▶ EXERCISE REQUIREMENTS: Using the records below, repeat exactly the lines from the one holding "reader.read_to_end(QName(&qname)).map_err(xml_error)?;" through the one holding "Event::Start(e) | Event::Empty(e)", both ends included, and no others.

╔══

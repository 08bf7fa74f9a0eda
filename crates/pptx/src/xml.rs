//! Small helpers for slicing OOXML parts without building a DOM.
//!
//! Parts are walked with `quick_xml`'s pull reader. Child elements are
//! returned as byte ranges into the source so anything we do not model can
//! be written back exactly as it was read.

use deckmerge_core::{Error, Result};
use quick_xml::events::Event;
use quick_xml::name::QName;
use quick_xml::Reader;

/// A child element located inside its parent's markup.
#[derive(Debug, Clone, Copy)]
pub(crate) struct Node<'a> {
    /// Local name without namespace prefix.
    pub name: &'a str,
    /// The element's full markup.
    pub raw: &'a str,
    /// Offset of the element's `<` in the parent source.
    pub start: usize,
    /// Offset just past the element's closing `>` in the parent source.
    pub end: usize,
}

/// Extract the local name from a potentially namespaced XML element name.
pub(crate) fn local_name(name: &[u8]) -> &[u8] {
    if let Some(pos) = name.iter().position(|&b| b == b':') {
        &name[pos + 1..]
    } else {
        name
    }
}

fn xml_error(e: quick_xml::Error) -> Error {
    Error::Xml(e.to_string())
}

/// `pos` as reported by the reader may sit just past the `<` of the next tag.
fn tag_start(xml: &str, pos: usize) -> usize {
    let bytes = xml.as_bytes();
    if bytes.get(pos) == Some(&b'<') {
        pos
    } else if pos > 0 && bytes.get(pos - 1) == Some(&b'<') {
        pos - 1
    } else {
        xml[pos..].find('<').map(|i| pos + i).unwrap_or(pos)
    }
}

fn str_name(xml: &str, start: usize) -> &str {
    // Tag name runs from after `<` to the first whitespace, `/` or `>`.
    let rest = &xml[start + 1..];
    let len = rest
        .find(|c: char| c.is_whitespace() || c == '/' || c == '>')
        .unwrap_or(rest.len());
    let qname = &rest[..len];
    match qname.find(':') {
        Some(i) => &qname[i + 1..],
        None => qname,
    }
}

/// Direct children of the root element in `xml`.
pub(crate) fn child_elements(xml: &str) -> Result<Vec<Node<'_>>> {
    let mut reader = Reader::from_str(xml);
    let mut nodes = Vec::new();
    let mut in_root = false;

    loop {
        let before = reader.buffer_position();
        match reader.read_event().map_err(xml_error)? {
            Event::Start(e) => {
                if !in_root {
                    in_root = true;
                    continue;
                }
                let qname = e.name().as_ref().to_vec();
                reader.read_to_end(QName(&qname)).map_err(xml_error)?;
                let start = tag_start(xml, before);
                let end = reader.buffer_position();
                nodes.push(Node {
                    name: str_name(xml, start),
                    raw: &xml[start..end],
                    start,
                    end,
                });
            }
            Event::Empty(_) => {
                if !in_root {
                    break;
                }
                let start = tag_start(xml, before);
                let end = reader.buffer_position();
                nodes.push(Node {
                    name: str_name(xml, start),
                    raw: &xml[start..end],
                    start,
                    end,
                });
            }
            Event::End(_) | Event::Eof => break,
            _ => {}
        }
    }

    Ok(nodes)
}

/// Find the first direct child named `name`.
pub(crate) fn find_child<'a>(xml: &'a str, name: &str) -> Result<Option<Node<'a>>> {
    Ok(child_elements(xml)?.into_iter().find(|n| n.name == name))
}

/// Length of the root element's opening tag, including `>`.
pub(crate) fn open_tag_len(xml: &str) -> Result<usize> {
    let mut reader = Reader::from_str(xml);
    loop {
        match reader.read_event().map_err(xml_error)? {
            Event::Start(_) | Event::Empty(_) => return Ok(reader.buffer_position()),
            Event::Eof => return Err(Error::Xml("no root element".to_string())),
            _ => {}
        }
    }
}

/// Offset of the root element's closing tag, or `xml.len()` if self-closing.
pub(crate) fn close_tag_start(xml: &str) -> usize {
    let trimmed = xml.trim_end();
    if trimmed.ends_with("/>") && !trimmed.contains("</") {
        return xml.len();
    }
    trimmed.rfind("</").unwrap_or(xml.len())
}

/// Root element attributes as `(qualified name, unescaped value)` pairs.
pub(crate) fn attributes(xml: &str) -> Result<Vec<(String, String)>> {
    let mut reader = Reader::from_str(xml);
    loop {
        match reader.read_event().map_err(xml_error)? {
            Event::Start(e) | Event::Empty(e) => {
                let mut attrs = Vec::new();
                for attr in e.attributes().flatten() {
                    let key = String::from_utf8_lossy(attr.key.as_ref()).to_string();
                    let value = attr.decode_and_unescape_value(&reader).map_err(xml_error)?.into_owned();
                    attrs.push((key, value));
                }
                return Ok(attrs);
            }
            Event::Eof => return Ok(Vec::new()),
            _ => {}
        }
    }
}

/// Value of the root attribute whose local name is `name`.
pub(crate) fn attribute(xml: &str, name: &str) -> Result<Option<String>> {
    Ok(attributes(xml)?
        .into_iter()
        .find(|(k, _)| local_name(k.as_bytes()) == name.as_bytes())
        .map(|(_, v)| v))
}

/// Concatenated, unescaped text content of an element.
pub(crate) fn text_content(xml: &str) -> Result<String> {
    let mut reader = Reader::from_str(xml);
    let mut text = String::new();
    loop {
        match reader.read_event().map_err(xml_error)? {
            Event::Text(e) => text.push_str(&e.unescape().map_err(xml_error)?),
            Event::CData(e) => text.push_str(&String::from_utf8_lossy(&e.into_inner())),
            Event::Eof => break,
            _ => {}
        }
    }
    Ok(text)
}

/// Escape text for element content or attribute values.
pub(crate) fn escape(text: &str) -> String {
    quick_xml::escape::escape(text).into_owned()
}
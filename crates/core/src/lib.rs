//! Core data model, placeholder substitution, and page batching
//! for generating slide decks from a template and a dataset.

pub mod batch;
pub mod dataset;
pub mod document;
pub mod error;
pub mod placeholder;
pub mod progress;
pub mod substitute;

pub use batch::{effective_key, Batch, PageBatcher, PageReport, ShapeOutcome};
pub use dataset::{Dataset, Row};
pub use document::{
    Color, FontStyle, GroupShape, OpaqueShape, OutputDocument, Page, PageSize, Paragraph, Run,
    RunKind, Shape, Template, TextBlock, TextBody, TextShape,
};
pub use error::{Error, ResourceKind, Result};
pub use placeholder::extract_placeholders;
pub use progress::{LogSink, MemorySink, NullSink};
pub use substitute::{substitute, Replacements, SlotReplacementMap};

╚══
╔══

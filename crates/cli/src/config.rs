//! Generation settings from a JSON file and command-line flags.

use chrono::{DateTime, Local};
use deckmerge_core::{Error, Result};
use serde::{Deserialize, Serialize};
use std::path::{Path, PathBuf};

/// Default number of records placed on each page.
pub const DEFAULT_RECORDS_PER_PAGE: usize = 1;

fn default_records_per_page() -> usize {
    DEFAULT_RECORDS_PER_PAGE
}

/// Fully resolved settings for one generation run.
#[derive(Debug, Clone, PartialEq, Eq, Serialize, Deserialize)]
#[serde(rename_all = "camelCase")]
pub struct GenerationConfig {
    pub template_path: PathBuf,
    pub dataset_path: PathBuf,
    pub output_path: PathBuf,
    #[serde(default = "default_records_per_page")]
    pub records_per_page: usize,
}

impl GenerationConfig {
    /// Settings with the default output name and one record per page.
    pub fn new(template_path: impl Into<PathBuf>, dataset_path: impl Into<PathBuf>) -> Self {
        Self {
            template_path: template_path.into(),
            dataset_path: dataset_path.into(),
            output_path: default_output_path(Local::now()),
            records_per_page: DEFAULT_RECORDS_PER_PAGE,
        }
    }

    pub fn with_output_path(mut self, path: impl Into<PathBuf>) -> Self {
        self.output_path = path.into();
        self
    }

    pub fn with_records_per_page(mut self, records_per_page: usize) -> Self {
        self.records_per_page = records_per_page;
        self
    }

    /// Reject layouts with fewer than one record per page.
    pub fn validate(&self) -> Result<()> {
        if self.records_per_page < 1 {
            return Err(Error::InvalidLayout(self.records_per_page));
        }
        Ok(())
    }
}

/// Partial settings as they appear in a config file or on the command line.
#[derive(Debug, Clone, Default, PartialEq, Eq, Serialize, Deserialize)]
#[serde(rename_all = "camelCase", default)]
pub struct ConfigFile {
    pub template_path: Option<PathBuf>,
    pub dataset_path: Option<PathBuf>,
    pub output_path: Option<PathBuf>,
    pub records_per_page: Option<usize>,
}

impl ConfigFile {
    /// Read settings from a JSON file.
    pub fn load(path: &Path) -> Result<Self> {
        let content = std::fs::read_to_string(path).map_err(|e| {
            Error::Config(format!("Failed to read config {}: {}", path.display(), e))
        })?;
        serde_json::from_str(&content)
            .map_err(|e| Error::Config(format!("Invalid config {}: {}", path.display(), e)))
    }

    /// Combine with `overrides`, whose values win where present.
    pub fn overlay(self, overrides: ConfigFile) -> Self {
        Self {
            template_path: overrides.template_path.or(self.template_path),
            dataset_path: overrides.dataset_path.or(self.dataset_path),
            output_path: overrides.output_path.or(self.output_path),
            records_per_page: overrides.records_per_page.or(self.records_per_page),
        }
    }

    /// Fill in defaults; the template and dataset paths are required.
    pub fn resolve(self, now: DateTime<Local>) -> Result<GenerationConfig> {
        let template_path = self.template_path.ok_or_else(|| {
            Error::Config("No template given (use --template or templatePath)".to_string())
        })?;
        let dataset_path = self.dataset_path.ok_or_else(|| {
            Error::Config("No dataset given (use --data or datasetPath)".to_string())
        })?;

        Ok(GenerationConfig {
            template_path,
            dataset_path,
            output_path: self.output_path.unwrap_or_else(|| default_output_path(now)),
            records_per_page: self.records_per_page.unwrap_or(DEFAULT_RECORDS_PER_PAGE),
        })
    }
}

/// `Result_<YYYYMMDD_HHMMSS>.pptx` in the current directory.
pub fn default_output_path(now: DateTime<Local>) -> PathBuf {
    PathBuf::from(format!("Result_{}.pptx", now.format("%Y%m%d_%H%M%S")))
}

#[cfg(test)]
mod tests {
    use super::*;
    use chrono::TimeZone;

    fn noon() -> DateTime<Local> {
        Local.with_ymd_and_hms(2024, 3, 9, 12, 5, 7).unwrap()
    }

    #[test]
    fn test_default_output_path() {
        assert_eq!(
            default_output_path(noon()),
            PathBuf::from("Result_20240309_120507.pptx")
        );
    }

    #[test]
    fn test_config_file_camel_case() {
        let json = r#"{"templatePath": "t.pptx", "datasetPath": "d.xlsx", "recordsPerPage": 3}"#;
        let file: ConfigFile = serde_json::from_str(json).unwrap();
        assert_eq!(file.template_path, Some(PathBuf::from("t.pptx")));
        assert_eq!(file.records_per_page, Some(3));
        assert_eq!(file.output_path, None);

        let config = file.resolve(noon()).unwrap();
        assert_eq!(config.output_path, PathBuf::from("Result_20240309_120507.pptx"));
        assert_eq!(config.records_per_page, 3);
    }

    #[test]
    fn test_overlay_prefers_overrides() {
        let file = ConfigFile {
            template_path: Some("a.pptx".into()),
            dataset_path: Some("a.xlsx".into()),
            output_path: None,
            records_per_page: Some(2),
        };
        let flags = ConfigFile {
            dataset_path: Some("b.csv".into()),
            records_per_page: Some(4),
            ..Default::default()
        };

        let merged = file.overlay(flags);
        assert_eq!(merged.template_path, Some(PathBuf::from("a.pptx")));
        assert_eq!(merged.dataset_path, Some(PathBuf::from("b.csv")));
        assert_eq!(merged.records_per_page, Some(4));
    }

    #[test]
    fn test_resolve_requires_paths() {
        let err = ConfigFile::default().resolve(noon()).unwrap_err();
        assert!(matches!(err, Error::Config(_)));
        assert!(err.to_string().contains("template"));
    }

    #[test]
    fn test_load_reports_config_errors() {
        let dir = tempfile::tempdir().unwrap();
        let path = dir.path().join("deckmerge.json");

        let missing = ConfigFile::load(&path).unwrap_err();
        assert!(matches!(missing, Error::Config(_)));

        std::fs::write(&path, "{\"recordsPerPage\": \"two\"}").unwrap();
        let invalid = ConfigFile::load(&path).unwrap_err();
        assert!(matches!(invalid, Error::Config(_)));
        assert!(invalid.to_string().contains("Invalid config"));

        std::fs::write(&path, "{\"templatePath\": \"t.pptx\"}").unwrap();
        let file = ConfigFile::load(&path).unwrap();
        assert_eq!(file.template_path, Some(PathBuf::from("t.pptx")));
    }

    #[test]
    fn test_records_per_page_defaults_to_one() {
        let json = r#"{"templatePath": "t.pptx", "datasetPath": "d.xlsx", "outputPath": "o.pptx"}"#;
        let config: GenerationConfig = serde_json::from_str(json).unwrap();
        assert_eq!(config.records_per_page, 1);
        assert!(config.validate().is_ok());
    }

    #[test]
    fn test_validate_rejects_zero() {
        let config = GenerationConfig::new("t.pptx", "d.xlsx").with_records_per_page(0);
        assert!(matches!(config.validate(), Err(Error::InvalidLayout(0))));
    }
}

╚══

▶ RESPONSE AREA:
                reader.read_to_end(QName(&qname)).map_err(xml_error)?;
                let start = tag_start(xml, before);
                let end = reader.buffer_position();
                nodes.push(Node {
                    name: str_name(xml, start),
                    raw: &xml[start..end],
                    start,
                    end,
                });
            }
            Event::Empty(_) => {
                if !in_root {
                    break;
                }
                let start = tag_start(xml, before);
                let end = reader.buffer_position();
                nodes.push(Node {
                    name: str_name(xml, start),
                    raw: &xml[start..end],
                    start,
                    end,
                });
            }
            Event::End(_) | Event::Eof => break,
            _ => {}
        }
    }

    Ok(nodes)
}

/// Find the first direct child named `name`.
pub(crate) fn find_child<'a>(xml: &'a str, name: &str) -> Result<Option<Node<'a>>> {
    Ok(child_elements(xml)?.into_iter().find(|n| n.name == name))
}

/// Length of the root element's opening tag, including `>`.
pub(crate) fn open_tag_len(xml: &str) -> Result<usize> {
    let mut reader = Reader::from_str(xml);
    loop {
        match reader.read_event().map_err(xml_error)? {
            Event::Start(_) | Event::Empty(_) => return Ok(reader.buffer_position()),
            Event::Eof => return Err(Error::Xml("no root element".to_string())),
            _ => {}
        }
    }
}

/// Offset of the root element's closing tag, or `xml.len()` if self-closing.
pub(crate) fn close_tag_start(xml: &str) -> usize {
    let trimmed = xml.trim_end();
    if trimmed.ends_with("/>") && !trimmed.contains("</") {
        return xml.len();
    }
    trimmed.rfind("</").unwrap_or(xml.len())
}

/// Root element attributes as `(qualified name, unescaped value)` pairs.
pub(crate) fn attributes(xml: &str) -> Result<Vec<(String, String)>> {
    let mut reader = Reader::from_str(xml);
    loop {
        match reader.read_event().map_err(xml_error)? {
            Event::Start(e) | Event::Empty(e) => {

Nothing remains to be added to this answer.